Gandonou Albert est marié et père de plusieurs enfants.

2°- L’Ecrivain :
Gandonou Albert fut un écrivain remarquable : auteur de pas moins d’une dizaine d’ouvrages dont notamment 1°- «Les Eunuques » aux éditions Silex, Paris 1984 ; 2°-« Fous d’Afrique » Paris, Silex 1985 » qui remporta le Premier prix du Festival National de Théâtre Scolaire et Universitaire de Côte d’Ivoire 1986. Je précise à cette occasion qu’il fut un grand metteur en scène ; intéressé par ma Pièce de théâtre (d’ailleurs jusque-là inédite) qui remporta le prix de « Première Chance sur les Ondes de Radio France (OCORA) en 1971, pièce intitulée « Sia ou l’agonie d’un Empire », Gandonou Albert, la fit jouer pour la seule fois en 1993 par ses élèves du collège Père Aupiais. ; 3°- « Louis Hounkanrin ou la grande France », 1994 ; 4°- Docteur Alex et son Oncle le Chasseur », 2002 ; 5°- « Le roman ouest-africain de langue française », Paris, 2002 ; 6° « Lettre de prison », 2011, etc.

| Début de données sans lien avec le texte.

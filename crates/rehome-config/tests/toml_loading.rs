//! Integration tests for TOML configuration loading.
//!
//! Uses figment::Jail for sandboxed file and env var manipulation.

use figment::{
    Figment, Jail,
    providers::{Format, Serialized, Toml},
};
use rehome_config::{ConfigError, InFlightPolicy, PayloadEncoding, RehomeConfig};

#[test]
fn loads_server_config_from_toml() {
    Jail::expect_with(|jail| {
        jail.create_file(
            "config.toml",
            r#"
[server]
base_url = "https://central.example.org/"
timeout_secs = 30
user_agent = "rehome-test"
payload = "json"
"#,
        )?;

        let config = RehomeConfig::from_figment(
            Figment::from(Serialized::defaults(RehomeConfig::default()))
                .merge(Toml::file("config.toml")),
        )
        .expect("config loads");

        assert_eq!(config.server.base_url(), "https://central.example.org");
        assert_eq!(config.server.timeout_secs, 30);
        assert_eq!(config.server.user_agent, "rehome-test");
        assert_eq!(config.server.payload, PayloadEncoding::Json);
        Ok(())
    });
}

#[test]
fn partial_section_keeps_other_defaults() {
    Jail::expect_with(|jail| {
        jail.create_file(
            "config.toml",
            r#"
[general]
in_flight = "parallel"
"#,
        )?;

        let config = RehomeConfig::from_figment(
            Figment::from(Serialized::defaults(RehomeConfig::default()))
                .merge(Toml::file("config.toml")),
        )
        .expect("config loads");

        assert_eq!(config.general.in_flight, InFlightPolicy::Parallel);
        assert!(config.general.validate_selection);
        assert_eq!(config.server.timeout_secs, 10);
        Ok(())
    });
}

#[test]
fn project_local_file_is_picked_up() {
    Jail::expect_with(|jail| {
        jail.create_dir(".rehome")?;
        jail.create_file(
            ".rehome/config.toml",
            r#"
[server]
base_url = "http://localhost:8080"
"#,
        )?;

        let config = RehomeConfig::load().expect("config loads");
        assert_eq!(config.server.base_url(), "http://localhost:8080");
        Ok(())
    });
}

#[test]
fn invalid_base_url_is_rejected() {
    Jail::expect_with(|jail| {
        jail.create_file(
            "config.toml",
            r#"
[server]
base_url = "central.example.org"
"#,
        )?;

        let result = RehomeConfig::from_figment(
            Figment::from(Serialized::defaults(RehomeConfig::default()))
                .merge(Toml::file("config.toml")),
        );
        assert!(matches!(result, Err(ConfigError::InvalidValue { .. })));
        Ok(())
    });
}

#[test]
fn unknown_payload_encoding_is_a_figment_error() {
    Jail::expect_with(|jail| {
        jail.create_file(
            "config.toml",
            r#"
[server]
payload = "xml"
"#,
        )?;

        let result = RehomeConfig::from_figment(
            Figment::from(Serialized::defaults(RehomeConfig::default()))
                .merge(Toml::file("config.toml")),
        );
        assert!(matches!(result, Err(ConfigError::Figment(_))));
        Ok(())
    });
}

3°- Gandonou Albert : Politique.
Albert Gandonou est membre fondateur du Parti Communiste du Dahomey aujourd’hui Parti Communiste du Bénin. Cela tout le monde le sait et il l’a toujours clamé.

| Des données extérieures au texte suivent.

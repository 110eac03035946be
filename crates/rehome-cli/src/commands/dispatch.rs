use rehome_config::RehomeConfig;

use crate::cli::GlobalFlags;
use crate::cli::root_commands::Commands;
use crate::commands;

/// Dispatch a parsed command to the corresponding handler module.
pub async fn dispatch(
    command: Commands,
    config: &RehomeConfig,
    flags: &GlobalFlags,
) -> anyhow::Result<()> {
    match command {
        Commands::Migrate(args) => commands::migrate::handle(&args, config, flags).await,
        Commands::Show(args) => commands::show::handle(&args, config, flags).await,
        Commands::Config => commands::config::handle(config, flags),
    }
}
use serde::Serialize;
use serde_json::Value;

use crate::cli::OutputFormat;

/// Render a serializable response in the requested format.
///
/// `text` is produced by `text` so each command decides what a human sees.
pub fn render<T: Serialize>(
    value: &T,
    format: OutputFormat,
    text: impl FnOnce() -> Option<String>,
) -> anyhow::Result<Option<String>> {
    match format {
        OutputFormat::Json => Ok(Some(serde_json::to_string_pretty(value)?)),
        OutputFormat::Raw => Ok(Some(serde_json::to_string(value)?)),
        OutputFormat::Text => Ok(text()),
    }
}

/// Print a response; text mode may print nothing at all.
pub fn output<T: Serialize>(
    value: &T,
    format: OutputFormat,
    text: impl FnOnce() -> Option<String>,
) -> anyhow::Result<()> {
    if let Some(rendered) = render(value, format, text)? {
        println!("{rendered}");
    }
    Ok(())
}

/// `key: value` lines for a JSON object, in object order.
pub fn key_value_lines(map: &serde_json::Map<String, Value>) -> String {
    map.iter()
        .map(|(key, value)| format!("{key}: {}", value_to_cell(value)))
        .collect::<Vec<_>>()
        .join("\n")
}

fn value_to_cell(value: &Value) -> String {
    match value {
        Value::Null => String::from("null"),
        Value::Bool(v) => v.to_string(),
        Value::Number(v) => v.to_string(),
        Value::String(v) => v.clone(),
        other => serde_json::to_string(other).unwrap_or_else(|_| String::from("<invalid-json>")),
    }
}

#[cfg(test)]
mod tests {
    use serde::Serialize;
    use serde_json::json;

    use super::{key_value_lines, render};
    use crate::cli::OutputFormat;

    #[derive(Serialize)]
    struct Example {
        id: &'static str,
        value: u32,
    }

    #[test]
    fn json_render_is_valid_json() {
        let value = Example { id: "x", value: 7 };
        let out = render(&value, OutputFormat::Json, || None)
            .unwrap()
            .expect("json always renders");
        let parsed: serde_json::Value = serde_json::from_str(&out).expect("json should parse");
        assert_eq!(parsed["id"], "x");
        assert_eq!(parsed["value"], 7);
    }

    #[test]
    fn raw_render_is_single_line_json() {
        let value = Example { id: "x", value: 7 };
        let out = render(&value, OutputFormat::Raw, || None).unwrap().unwrap();
        assert!(!out.contains('\n'));
    }

    #[test]
    fn text_render_can_be_silent() {
        let value = Example { id: "x", value: 7 };
        assert!(render(&value, OutputFormat::Text, || None).unwrap().is_none());
    }

    #[test]
    fn key_value_lines_keep_order() {
        let value = json!({"name": "Lincoln Elementary", "id": 12, "license": null});
        let lines = key_value_lines(value.as_object().unwrap());
        assert_eq!(lines, "name: Lincoln Elementary\nid: 12\nlicense: null");
    }
}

Mais l’originalité d’Albert et son apport à l’humanité, furent la conciliation de sa foi chrétienne, en « le Christ le Sauveur » et Marx le « Sauveur du Prolétariat et les Peuples. »
Albert contribua grandement à l’implantation du Parti Communiste du Bénin notamment dans sa région de l’Ouémé ;

Je noterai à titre de témoignage : l’une des phases de sa contribution à la révolution inachevée de 1989-90 fut son activité pour le rayonnement de la Convention du Peuple, alliance qui dirigea de façon éclatante le grand mouvement populaire de 1989 ayant abouti au renversement du pouvoir de Mathieu Kérékou. En ce temps, (1988-1989), Gandonou Albert était le Président de la Section ivoirienne de la Convention du Peuple qui contribua de façon significative au mouvement révolutionnaire (en 1989) notamment au plan de son financement. Dès le 04 décembre 1988, soit seulement deux mois après sa Création, fut créée « La Coordination des Comités de Soutien à la Convention du Peuple, et Albert Gandonou en fut porté Président. Il œuvra bien vite à faire grandir la Convention du Peuple, au sein de l’Association de Développement Economique et Social de l’Ouémé, Section de Côte d’Ivoire dont il fut désigné Président depuis 1988. Dans la période 1988-89, il effectuait des va-et vient entre la Côte d’Ivoire et le Bénin pour assister des camarades membres du Parti recherchés, notamment en clandestinité dans le pays. C’est ainsi qu’il fut profondément marqué lors de ses visites aux « cachettes » des planqués qu’il découvrit avec écœurement et aussi admiration les conditions précaires et héroïques de vie de notre Leader « Pascal Fantodji » dans une cabane dans « Agbalilamè » sur la voie de Porto-Novo derrière l’Abattoir. Il fut si marqué par cette vie de celui qui en Côte d’Ivoire, Chef de Département Mathématiques de l’Institut Houphouët Boigny de Yamoussoukro (INSET), était à plus de 2 millions de CFA par mois, et pourvu d’une piscine à domicile qui se retrouvait ainsi assis sur une natte paillasse, par terre, dans une masure et recherché par la police politique. Il en fut si marqué qu’il en a fait écho dans son livre « Lettre de prison ».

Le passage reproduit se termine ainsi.